On Tuesday, Seymour told Breakfast the Ministry of Education did not have any hard evidence that the programme was making a difference for children across the board. 

The ministry had done five studies on the programme. None of them asked the basic question: "If we compare the students that got the school lunches, with the students that didn't, have we seen an improvement in kids getting to school, and kids achieving?"

"It's certainly true that kids being well looked after, well nourished, are going to do better overall.

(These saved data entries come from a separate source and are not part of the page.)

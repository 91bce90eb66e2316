//! Search parameters and the command line that fills them in.

use clap::{Parser, ValueEnum};

use crate::ack::{Evaluate, MemoizedEvaluator};
use crate::error::SearchError;
use crate::mod_arith::MODULUS;
use crate::stack::StackEvaluator;

pub const DEFAULT_TARGET_X: u16 = 4;
pub const DEFAULT_TARGET_Y: u16 = 1;
pub const DEFAULT_TARGET_OUTPUT: u16 = 6;
pub const DEFAULT_RANGE_SIZE: u16 = MODULUS;
pub const DEFAULT_PROGRESS_EVERY: u16 = 100;
pub const DEFAULT_MAX_DEPTH: usize = 1_000_000;
pub const DEFAULT_STACK_SIZE: usize = 1 << 30;

#[derive(Debug, Clone, Copy, PartialEq, Eq, ValueEnum)]
pub enum EvaluatorKind {
    /// Plain recursion; needs a large thread stack.
    Recursive,
    /// Explicit work stack on the heap.
    Iterative,
}

impl EvaluatorKind {
    pub fn build(self, max_depth: usize) -> Box<dyn Evaluate + Send> {
        match self {
            EvaluatorKind::Recursive => Box::new(MemoizedEvaluator::new(max_depth)),
            EvaluatorKind::Iterative => Box::new(StackEvaluator::new(max_depth)),
        }
    }

    pub fn other(self) -> Self {
        match self {
            EvaluatorKind::Recursive => EvaluatorKind::Iterative,
            EvaluatorKind::Iterative => EvaluatorKind::Recursive,
        }
    }
}

#[derive(Debug, Clone, PartialEq, Eq)]
pub struct SearchConfig {
    pub target_x: u16,
    pub target_y: u16,
    pub target_output: u16,
    /// First register tried.
    pub start: u16,
    /// Registers `start..range_size` are tried.
    pub range_size: u16,
    pub jobs: usize,
    /// Report progress on every register divisible by this; 0 disables it.
    pub progress_every: u16,
    pub evaluator: EvaluatorKind,
    pub max_depth: usize,
    /// Stack size in bytes for the search threads.
    pub stack_size: usize,
}

impl Default for SearchConfig {
    fn default() -> Self {
        SearchConfig {
            target_x: DEFAULT_TARGET_X,
            target_y: DEFAULT_TARGET_Y,
            target_output: DEFAULT_TARGET_OUTPUT,
            start: 0,
            range_size: DEFAULT_RANGE_SIZE,
            jobs: 1,
            progress_every: DEFAULT_PROGRESS_EVERY,
            evaluator: EvaluatorKind::Iterative,
            max_depth: DEFAULT_MAX_DEPTH,
            stack_size: DEFAULT_STACK_SIZE,
        }
    }
}

impl SearchConfig {
    pub fn validate(&self) -> Result<(), SearchError> {
        if self.range_size > MODULUS {
            return Err(SearchError::InvalidConfig(format!(
                "range size {} exceeds {}",
                self.range_size, MODULUS
            )));
        }
        if self.start > self.range_size {
            return Err(SearchError::InvalidConfig(format!(
                "start {} is past range size {}",
                self.start, self.range_size
            )));
        }
        if self.jobs == 0 {
            return Err(SearchError::InvalidConfig("jobs must be at least 1".to_string()));
        }
        if self.max_depth == 0 {
            return Err(SearchError::InvalidConfig("max depth must be at least 1".to_string()));
        }
        Ok(())
    }
}

/// Search for the register value that makes the teleporter check pass.
#[derive(Parser, Debug)]
#[command(name = "teleporter-search", version)]
pub struct CliArgs {
    /// First argument of the checked call
    #[arg(long, default_value_t = DEFAULT_TARGET_X)]
    pub target_x: u16,
    /// Second argument of the checked call
    #[arg(long, default_value_t = DEFAULT_TARGET_Y)]
    pub target_y: u16,
    /// Result the check must produce
    #[arg(long, default_value_t = DEFAULT_TARGET_OUTPUT)]
    pub target_output: u16,
    /// Register to resume from
    #[arg(long, default_value_t = 0)]
    pub start: u16,
    /// Number of register values in the search space
    #[arg(long, default_value_t = DEFAULT_RANGE_SIZE)]
    pub range_size: u16,
    /// Worker threads; 1 searches strictly in order
    #[arg(short, long, default_value_t = 1)]
    pub jobs: usize,
    /// Print a progress line every N registers (0 = never)
    #[arg(long, default_value_t = DEFAULT_PROGRESS_EVERY)]
    pub progress_every: u16,
    #[arg(long, value_enum, default_value_t = EvaluatorKind::Iterative)]
    pub evaluator: EvaluatorKind,
    #[arg(long, default_value_t = DEFAULT_MAX_DEPTH)]
    pub max_depth: usize,
    /// Stack size in bytes for search threads
    #[arg(long, default_value_t = DEFAULT_STACK_SIZE)]
    pub stack_size: usize,
    /// Re-check a found answer with the other evaluator
    #[arg(long)]
    pub verify: bool,
}

impl From<&CliArgs> for SearchConfig {
    fn from(args: &CliArgs) -> Self {
        SearchConfig {
            target_x: args.target_x,
            target_y: args.target_y,
            target_output: args.target_output,
            start: args.start,
            range_size: args.range_size,
            jobs: args.jobs,
            progress_every: args.progress_every,
            evaluator: args.evaluator,
            max_depth: args.max_depth,
            stack_size: args.stack_size,
        }
    }
}
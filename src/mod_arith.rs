use num::{CheckedAdd, CheckedSub, Num};
use std::ops::Rem;

/// Registers hold 15-bit values.
pub const MODULUS: u16 = 32768;

pub fn mod_add<T>(a: &T, b: &T, m: T) -> Option<T>
    where T: CheckedAdd + Rem<Output = T>
{
    a.checked_add(b).map(|ab| ab % m)
}

pub fn checked_dec<T>(a: &T) -> Option<T>
    where T: CheckedSub + Num
{
    a.checked_sub(&T::one())
}

/// `(v + 1) mod 32768` for any `u16`.
pub fn reg_inc(v: u16) -> u16 {
    // u32 cannot overflow here and the result is below MODULUS
    mod_add(&u32::from(v), &1, u32::from(MODULUS)).map_or(0, |w| w as u16)
}

pub fn is_register(v: u16) -> bool {
    v < MODULUS
}
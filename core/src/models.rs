use std::fmt;
use std::str::FromStr;

use anyhow::{Result, bail};
use chrono::Weekday;
use serde::{Deserialize, Serialize};

/// One logged food item.
#[derive(Debug, Clone, PartialEq, Eq, Serialize, Deserialize)]
pub struct Entry {
    pub id: u64,
    pub food: String,
    pub calories: u32,
    pub meal: MealType,
    pub day: Day,
}

/// Resolved calorie data for a food query, as stored in the lookup cache.
#[derive(Debug, Clone, PartialEq, Eq, Serialize, Deserialize)]
pub struct CacheEntry {
    pub calories: u32,
    pub category: String,
}

/// A single item returned by a nutrition lookup.
#[derive(Debug, Clone, PartialEq)]
pub struct FoodMatch {
    pub name: String,
    pub calories: f64,
}

#[derive(Debug, Clone, Copy, PartialEq, Eq, Hash, PartialOrd, Ord, Serialize, Deserialize)]
pub enum MealType {
    Breakfast,
    Lunch,
    Dinner,
}

pub const MEAL_TYPES: [MealType; 3] = [MealType::Breakfast, MealType::Lunch, MealType::Dinner];

impl MealType {
    #[must_use]
    pub const fn index(self) -> usize {
        self as usize
    }

    #[must_use]
    pub const fn label(self) -> &'static str {
        match self {
            Self::Breakfast => "Breakfast",
            Self::Lunch => "Lunch",
            Self::Dinner => "Dinner",
        }
    }

    /// Bar colour used by the weekly chart.
    #[must_use]
    pub const fn color(self) -> &'static str {
        match self {
            Self::Breakfast => "#EF5350",
            Self::Lunch => "#FFCA28",
            Self::Dinner => "#42A5F5",
        }
    }
}

impl fmt::Display for MealType {
    fn fmt(&self, f: &mut fmt::Formatter<'_>) -> fmt::Result {
        f.write_str(self.label())
    }
}

impl FromStr for MealType {
    type Err = anyhow::Error;

    fn from_str(s: &str) -> Result<Self> {
        match s.trim().to_lowercase().as_str() {
            "breakfast" => Ok(Self::Breakfast),
            "lunch" => Ok(Self::Lunch),
            "dinner" => Ok(Self::Dinner),
            _ => bail!(
                "Invalid meal type '{s}'. Must be one of: {}",
                MEAL_TYPES.map(MealType::label).join(", ")
            ),
        }
    }
}

#[derive(Debug, Clone, Copy, PartialEq, Eq, Hash, PartialOrd, Ord, Serialize, Deserialize)]
pub enum Day {
    Monday,
    Tuesday,
    Wednesday,
    Thursday,
    Friday,
    Saturday,
    Sunday,
}

pub const DAYS_OF_WEEK: [Day; 7] = [
    Day::Monday,
    Day::Tuesday,
    Day::Wednesday,
    Day::Thursday,
    Day::Friday,
    Day::Saturday,
    Day::Sunday,
];

impl Day {
    #[must_use]
    pub const fn index(self) -> usize {
        self as usize
    }

    #[must_use]
    pub const fn label(self) -> &'static str {
        match self {
            Self::Monday => "Monday",
            Self::Tuesday => "Tuesday",
            Self::Wednesday => "Wednesday",
            Self::Thursday => "Thursday",
            Self::Friday => "Friday",
            Self::Saturday => "Saturday",
            Self::Sunday => "Sunday",
        }
    }

    #[must_use]
    pub fn from_weekday(weekday: Weekday) -> Self {
        DAYS_OF_WEEK[weekday.num_days_from_monday() as usize]
    }
}

impl fmt::Display for Day {
    fn fmt(&self, f: &mut fmt::Formatter<'_>) -> fmt::Result {
        f.write_str(self.label())
    }
}

impl FromStr for Day {
    type Err = anyhow::Error;

    fn from_str(s: &str) -> Result<Self> {
        match s.trim().to_lowercase().as_str() {
            "monday" | "mon" => Ok(Self::Monday),
            "tuesday" | "tue" => Ok(Self::Tuesday),
            "wednesday" | "wed" => Ok(Self::Wednesday),
            "thursday" | "thu" => Ok(Self::Thursday),
            "friday" | "fri" => Ok(Self::Friday),
            "saturday" | "sat" => Ok(Self::Saturday),
            "sunday" | "sun" => Ok(Self::Sunday),
            _ => bail!("Invalid day '{s}'. Use monday-sunday or mon-sun"),
        }
    }
}

/// Which entries a table view shows.
#[derive(Debug, Clone, Copy, PartialEq, Eq, Default)]
pub enum MealFilter {
    #[default]
    All,
    Meal(MealType),
}

impl MealFilter {
    #[must_use]
    pub fn matches(self, entry: &Entry) -> bool {
        match self {
            Self::All => true,
            Self::Meal(meal) => entry.meal == meal,
        }
    }
}

impl FromStr for MealFilter {
    type Err = anyhow::Error;

    fn from_str(s: &str) -> Result<Self> {
        if s.trim().eq_ignore_ascii_case("all") {
            return Ok(Self::All);
        }
        s.parse().map(Self::Meal)
    }
}

impl From<MealType> for MealFilter {
    fn from(meal: MealType) -> Self {
        Self::Meal(meal)
    }
}

/// Cache key for a food query: trimmed and lowercased.
#[must_use]
pub fn normalize_query(query: &str) -> String {
    query.trim().to_lowercase()
}
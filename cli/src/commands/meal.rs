use anyhow::Result;
use std::process;

use plateful_core::service::FoodLog;

use super::helpers::{json_error, prompt_confirm};

pub(crate) fn cmd_delete(log: &mut FoodLog, entry_id: u64, json: bool) -> Result<()> {
    let Some(entry) = log.get_entry(entry_id).cloned() else {
        if json {
            println!("{}", json_error(&format!("Entry {entry_id} not found")));
        } else {
            eprintln!("Entry {entry_id} not found");
        }
        process::exit(2);
    };

    log.remove_entry(entry_id)?;

    if json {
        println!("{}", serde_json::to_string_pretty(&entry)?);
    } else {
        let food = &entry.food;
        let meal = entry.meal;
        let day = entry.day;
        println!("Deleted entry {entry_id}: {food} ({meal}, {day})");
    }
    Ok(())
}

pub(crate) fn cmd_clear(log: &mut FoodLog, yes: bool, json: bool) -> Result<()> {
    if !yes && !prompt_confirm("Are you sure you want to clear all entries?")? {
        if json {
            println!("{}", serde_json::json!({ "cleared": false }));
        } else {
            eprintln!("Nothing cleared");
        }
        return Ok(());
    }

    let count = log.entries().len();
    log.clear_all()?;

    if json {
        println!("{}", serde_json::json!({ "cleared": true, "entries": count }));
    } else {
        println!("Cleared {count} entries and the food cache");
    }
    Ok(())
}
mod cache;
mod helpers;
mod log;
mod meal;
mod summary;

pub(crate) use cache::{cmd_cache_clear, cmd_cache_show};
pub(crate) use log::cmd_add;
pub(crate) use meal::{cmd_clear, cmd_delete};
pub(crate) use summary::{cmd_chart, cmd_list};
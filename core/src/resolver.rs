use async_trait::async_trait;
use tracing::{debug, warn};

use crate::cache::CalorieCache;
use crate::cancel::CancellationToken;
use crate::error::{LookupError, ResolveError};
use crate::models::{CacheEntry, FoodMatch};

/// External nutrition data source, consulted on a cache miss.
///
/// The CLI implements this with reqwest against Nutritionix; tests use mocks.
#[async_trait]
pub trait NutritionLookup: Send + Sync {
    /// Look up a free-text food description. An empty vec means nothing matched.
    async fn lookup(&self, food_name: &str) -> Result<Vec<FoodMatch>, LookupError>;
}

/// Resolve a food name to calories, cache first.
///
/// A cache hit never calls `lookup`. On a miss the raw `food_name` is sent to
/// the collaborator and the first usable match is cached under the normalized
/// key. Failures leave the cache untouched.
pub async fn resolve(
    cache: &mut CalorieCache,
    lookup: &dyn NutritionLookup,
    food_name: &str,
    cancel: &CancellationToken,
) -> Result<CacheEntry, ResolveError> {
    if food_name.trim().is_empty() {
        return Err(ResolveError::EmptyFoodName);
    }

    if let Some(hit) = cache.get(food_name) {
        debug!(food = food_name, calories = hit.calories, "cache hit");
        return Ok(hit.clone());
    }

    if cancel.is_cancelled() {
        return Err(ResolveError::Cancelled);
    }

    debug!(food = food_name, "cache miss, calling nutrition lookup");
    let matches = tokio::select! {
        () = cancel.cancelled() => return Err(ResolveError::Cancelled),
        result = lookup.lookup(food_name) => result?,
    };

    let Some(entry) = matches.into_iter().next().and_then(match_to_entry) else {
        warn!(food = food_name, "lookup returned no usable result");
        return Err(ResolveError::NotFound {
            query: food_name.to_string(),
        });
    };

    cache
        .put(food_name, entry.clone())
        .map_err(ResolveError::Storage)?;
    Ok(entry)
}

/// Round to whole calories; negative or non-finite values are unusable.
#[allow(clippy::cast_sign_loss)]
fn match_to_entry(m: FoodMatch) -> Option<CacheEntry> {
    if !m.calories.is_finite() || m.calories < 0.0 {
        return None;
    }
    let calories = m.calories.round().min(f64::from(u32::MAX)) as u32;
    Some(CacheEntry {
        calories,
        category: m.name,
    })
}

But, of course, kids that are missing meals potentially have other problems in the home," Seymour said.

He was looking at what benefits were being provided by the programme. "My job is to come up with a way of getting as much benefit as we can for the kids who truly need it, while also saving money so that we can balance the books."

His question to those in the education sector was whether they was confident the $350m a year being spent on school lunches was being used well, considering NCEA results and student attendance were getting worse.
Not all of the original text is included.